*Work request:* The answer should consist of each line below that contains the word "format".

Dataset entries
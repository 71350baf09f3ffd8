use crate::codec::{PacketReader, PacketWriter, StringPrefix};
use crate::error::{CodecError, Result};
use crate::opcodes::{ACServerProtocol, SessionType};

use super::{IncomingPacket, OutgoingPacket};

/// First packet of every TCP session.
#[derive(Debug, Clone, PartialEq, Default)]
pub struct HandshakeRequest {
    pub client_version: u16,
    pub guid: u64,
    pub name: String,
    pub team: String,
    pub nation: String,
    pub requested_car: String,
    pub password: String,
    /// Comma separated CSP feature list.
    pub features: Option<String>,
    pub session_ticket: Option<Vec<u8>>,
}

impl IncomingPacket for HandshakeRequest {
    fn from_reader(reader: &mut PacketReader<'_>) -> Result<Self> {
        let client_version = reader.read::<u16>()?;
        let guid_text = reader.read_ascii_string()?;
        let guid = guid_text
            .parse::<u64>()
            .map_err(|e| CodecError::invalid("guid", format!("{:?}: {}", guid_text, e)))?;

        let mut request = HandshakeRequest {
            client_version,
            guid,
            name: reader.read_utf32_string()?,
            team: reader.read_ascii_string()?,
            nation: reader.read_ascii_string()?,
            requested_car: reader.read_ascii_string()?,
            password: reader.read_ascii_string()?,
            features: None,
            session_ticket: None,
        };

        if reader.remaining() >= 2 {
            request.features = Some(reader.read_ascii_string_with(StringPrefix::Short)?);
            if reader.remaining() >= 2 {
                let len = reader.read::<u16>()? as usize;
                request.session_ticket = Some(reader.read_bytes(len)?.to_vec());
            }
        }

        Ok(request)
    }
}

impl OutgoingPacket for HandshakeRequest {
    fn to_writer(&self, writer: &mut PacketWriter) {
        writer.write(ACServerProtocol::RequestNewConnection.repr());
        writer.write(self.client_version);
        writer.write_ascii_string(&self.guid.to_string());
        writer.write_utf32_string(&self.name);
        writer.write_ascii_string(&self.team);
        writer.write_ascii_string(&self.nation);
        writer.write_ascii_string(&self.requested_car);
        writer.write_ascii_string(&self.password);

        if self.features.is_some() || self.session_ticket.is_some() {
            writer.write_ascii_string_with(
                self.features.as_deref().unwrap_or_default(),
                StringPrefix::Short,
            );
            if let Some(ticket) = &self.session_ticket {
                writer.write(ticket.len() as u16);
                writer.write_bytes(ticket);
            }
        }
    }
}

/// One occupied or free slot in the car list appended to the handshake response.
#[derive(Debug, Clone, PartialEq, Default)]
pub struct CarListEntry {
    pub session_id: u8,
    pub model: String,
    pub skin: String,
    pub driver_name: String,
    pub connected: bool,
}

/// Successful handshake: session parameters and the assigned session id.
#[derive(Debug, Clone, PartialEq)]
pub struct HandshakeResponse {
    pub server_name: String,
    pub udp_port: u16,
    pub refresh_rate_hz: u8,
    pub track: String,
    pub track_config: String,
    pub car_model: String,
    pub car_skin: String,
    pub sun_angle: f32,
    pub allowed_tyres_out: i16,
    pub tyre_blankets_allowed: bool,
    pub tyre_consumption_rate: u8,
    pub fuel_consumption_rate: u8,
    pub damage_multiplier: u8,
    pub abs_allowed: u8,
    pub traction_control_allowed: u8,
    pub stability_control_allowed: bool,
    pub auto_clutch_allowed: bool,
    pub ballast_kg: f32,
    pub restrictor: f32,
    pub session_id: u8,
    pub session_type: SessionType,
    pub session_time_minutes: u16,
    pub session_laps: u16,
    pub server_time: u32,
    pub checksum_count: u8,
    pub cars: Vec<CarListEntry>,
}

impl OutgoingPacket for HandshakeResponse {
    fn to_writer(&self, writer: &mut PacketWriter) {
        writer.write(ACServerProtocol::NewCarConnection.repr());
        writer.write_utf32_string(&self.server_name);
        writer.write(self.udp_port);
        writer.write(self.refresh_rate_hz);
        writer.write_ascii_string(&self.track);
        writer.write_ascii_string(&self.track_config);
        writer.write_ascii_string(&self.car_model);
        writer.write_ascii_string(&self.car_skin);
        writer.write(self.sun_angle);
        writer.write(self.allowed_tyres_out);
        writer.write(self.tyre_blankets_allowed);
        writer.write(self.tyre_consumption_rate);
        writer.write(self.fuel_consumption_rate);
        writer.write(self.damage_multiplier);
        writer.write(self.abs_allowed);
        writer.write(self.traction_control_allowed);
        writer.write(self.stability_control_allowed);
        writer.write(self.auto_clutch_allowed);
        writer.write(self.ballast_kg);
        writer.write(self.restrictor);
        writer.write(self.session_id);
        writer.write(self.session_type.repr());
        writer.write(self.session_time_minutes);
        writer.write(self.session_laps);
        writer.write(self.server_time);
        writer.write(self.checksum_count);

        writer.write(self.cars.len().min(u8::MAX as usize) as u8);
        for car in self.cars.iter().take(u8::MAX as usize) {
            writer.write(car.session_id);
            writer.write_ascii_string(&car.model);
            writer.write_ascii_string(&car.skin);
            writer.write_utf32_string(&car.driver_name);
            writer.write(car.connected);
        }
    }
}

impl IncomingPacket for HandshakeResponse {
    fn from_reader(reader: &mut PacketReader<'_>) -> Result<Self> {
        let server_name = reader.read_utf32_string()?;
        let udp_port = reader.read()?;
        let refresh_rate_hz = reader.read()?;
        let track = reader.read_ascii_string()?;
        let track_config = reader.read_ascii_string()?;
        let car_model = reader.read_ascii_string()?;
        let car_skin = reader.read_ascii_string()?;
        let sun_angle = reader.read()?;
        let allowed_tyres_out = reader.read()?;
        let tyre_blankets_allowed = reader.read()?;
        let tyre_consumption_rate = reader.read()?;
        let fuel_consumption_rate = reader.read()?;
        let damage_multiplier = reader.read()?;
        let abs_allowed = reader.read()?;
        let traction_control_allowed = reader.read()?;
        let stability_control_allowed = reader.read()?;
        let auto_clutch_allowed = reader.read()?;
        let ballast_kg = reader.read()?;
        let restrictor = reader.read()?;
        let session_id = reader.read()?;
        let raw_session_type = reader.read::<u8>()?;
        let session_type = SessionType::from_repr(raw_session_type).ok_or_else(|| {
            CodecError::invalid("session_type", format!("unknown value {}", raw_session_type))
        })?;
        let session_time_minutes = reader.read()?;
        let session_laps = reader.read()?;
        let server_time = reader.read()?;
        let checksum_count = reader.read()?;

        let count = reader.read::<u8>()?;
        let mut cars = Vec::with_capacity(count as usize);
        for _ in 0..count {
            cars.push(CarListEntry {
                session_id: reader.read()?,
                model: reader.read_ascii_string()?,
                skin: reader.read_ascii_string()?,
                driver_name: reader.read_utf32_string()?,
                connected: reader.read()?,
            });
        }

        Ok(HandshakeResponse {
            server_name,
            udp_port,
            refresh_rate_hz,
            track,
            track_config,
            car_model,
            car_skin,
            sun_angle,
            allowed_tyres_out,
            tyre_blankets_allowed,
            tyre_consumption_rate,
            fuel_consumption_rate,
            damage_multiplier,
            abs_allowed,
            traction_control_allowed,
            stability_control_allowed,
            auto_clutch_allowed,
            ballast_kg,
            restrictor,
            session_id,
            session_type,
            session_time_minutes,
            session_laps,
            server_time,
            checksum_count,
            cars,
        })
    }
}

/// Every way a handshake can be refused. The socket is closed after sending.
#[derive(Debug, Clone, PartialEq)]
pub enum HandshakeRejection {
    WrongPassword,
    NoSlotsAvailable,
    Blacklisted,
    UnsupportedProtocol { required_version: u16 },
    AuthFailed { reason: String },
}

impl HandshakeRejection {
    pub fn opcode(&self) -> ACServerProtocol {
        match self {
            HandshakeRejection::WrongPassword => ACServerProtocol::WrongPassword,
            HandshakeRejection::NoSlotsAvailable => ACServerProtocol::NoSlotsAvailable,
            HandshakeRejection::Blacklisted => ACServerProtocol::BlacklistedOnServer,
            HandshakeRejection::UnsupportedProtocol { .. } => ACServerProtocol::UnsupportedProtocol,
            HandshakeRejection::AuthFailed { .. } => ACServerProtocol::AuthFailed,
        }
    }

    pub(super) fn from_opcode(opcode: ACServerProtocol, reader: &mut PacketReader<'_>) -> Result<Self> {
        match opcode {
            ACServerProtocol::WrongPassword => Ok(Self::WrongPassword),
            ACServerProtocol::NoSlotsAvailable => Ok(Self::NoSlotsAvailable),
            ACServerProtocol::BlacklistedOnServer => Ok(Self::Blacklisted),
            ACServerProtocol::UnsupportedProtocol => Ok(Self::UnsupportedProtocol {
                required_version: reader.read()?,
            }),
            ACServerProtocol::AuthFailed => Ok(Self::AuthFailed {
                reason: reader.read_utf32_string()?,
            }),
            other => Err(CodecError::UnexpectedOpcode(other.repr())),
        }
    }
}

impl OutgoingPacket for HandshakeRejection {
    fn to_writer(&self, writer: &mut PacketWriter) {
        writer.write(self.opcode().repr());
        match self {
            HandshakeRejection::UnsupportedProtocol { required_version } => {
                writer.write(*required_version)
            }
            HandshakeRejection::AuthFailed { reason } => writer.write_utf32_string(reason),
            _ => {}
        }
    }
}

#[cfg(test)]
mod tests {
    use super::*;
    use crate::packets::{ClientTcpMessage, ServerTcpMessage};

    fn request() -> HandshakeRequest {
        HandshakeRequest {
            client_version: 202,
            guid: 76561198000000123,
            name: "Räikkönen".to_string(),
            team: "Team".to_string(),
            nation: "FIN".to_string(),
            requested_car: "car_a".to_string(),
            password: "secret".to_string(),
            features: None,
            session_ticket: None,
        }
    }

    #[test]
    fn test_handshake_request_roundtrip_minimal() {
        let request = request();
        let bytes = request.to_datagram().unwrap();
        match ClientTcpMessage::decode(&bytes).unwrap() {
            ClientTcpMessage::Handshake(decoded) => assert_eq!(decoded, request),
            other => panic!("unexpected message {:?}", other),
        }
    }

    #[test]
    fn test_handshake_request_with_features_and_ticket() {
        let mut request = request();
        request.features = Some("SPECTATING_AWARE,CLIENT_MESSAGES".to_string());
        request.session_ticket = Some(vec![1, 2, 3, 4, 5]);

        let bytes = request.to_datagram().unwrap();
        match ClientTcpMessage::decode(&bytes).unwrap() {
            ClientTcpMessage::Handshake(decoded) => assert_eq!(decoded, request),
            other => panic!("unexpected message {:?}", other),
        }
    }

    #[test]
    fn test_handshake_request_bad_guid() {
        let mut writer = PacketWriter::new();
        writer.write(ACServerProtocol::RequestNewConnection.repr());
        writer.write(202u16);
        writer.write_ascii_string("not-a-number");
        let bytes = writer.finish().unwrap();

        assert!(matches!(
            ClientTcpMessage::decode(&bytes),
            Err(CodecError::InvalidField { field: "guid", .. })
        ));
    }

    #[test]
    fn test_handshake_request_truncated() {
        let bytes = request().to_datagram().unwrap();
        let cut = &bytes[..bytes.len() - 3];
        assert!(matches!(
            ClientTcpMessage::decode(cut),
            Err(CodecError::Truncated { .. })
        ));
    }

    #[test]
    fn test_handshake_response_roundtrip() {
        let response = HandshakeResponse {
            server_name: "Traffic Server".to_string(),
            udp_port: 9600,
            refresh_rate_hz: 20,
            track: "shutoko".to_string(),
            track_config: "".to_string(),
            car_model: "car_a".to_string(),
            car_skin: "red".to_string(),
            sun_angle: 16.0,
            allowed_tyres_out: 2,
            tyre_blankets_allowed: true,
            tyre_consumption_rate: 100,
            fuel_consumption_rate: 100,
            damage_multiplier: 0,
            abs_allowed: 1,
            traction_control_allowed: 1,
            stability_control_allowed: false,
            auto_clutch_allowed: true,
            ballast_kg: 0.0,
            restrictor: 0.0,
            session_id: 4,
            session_type: SessionType::Practice,
            session_time_minutes: 60,
            session_laps: 0,
            server_time: 123_456,
            checksum_count: 2,
            cars: vec![CarListEntry {
                session_id: 0,
                model: "car_a".to_string(),
                skin: "blue".to_string(),
                driver_name: "Driver".to_string(),
                connected: true,
            }],
        };

        let bytes = response.to_datagram().unwrap();
        match ServerTcpMessage::decode(&bytes).unwrap() {
            ServerTcpMessage::HandshakeResponse(decoded) => assert_eq!(decoded, response),
            other => panic!("unexpected message {:?}", other),
        }
    }

    #[test]
    fn test_rejections_roundtrip() {
        let rejections = vec![
            HandshakeRejection::WrongPassword,
            HandshakeRejection::NoSlotsAvailable,
            HandshakeRejection::Blacklisted,
            HandshakeRejection::UnsupportedProtocol {
                required_version: 202,
            },
            HandshakeRejection::AuthFailed {
                reason: "You are not whitelisted on this server".to_string(),
            },
        ];

        for rejection in rejections {
            let bytes = rejection.to_datagram().unwrap();
            assert_eq!(bytes[0], rejection.opcode().repr());
            match ServerTcpMessage::decode(&bytes).unwrap() {
                ServerTcpMessage::Rejected(decoded) => assert_eq!(decoded, rejection),
                other => panic!("unexpected message {:?}", other),
            }
        }
    }
}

*Expected answer:*
            .map_err(|e| CodecError::invalid("guid", format!("{:?}: {}", guid_text, e)))?;
            CodecError::invalid("session_type", format!("unknown value {}", raw_session_type))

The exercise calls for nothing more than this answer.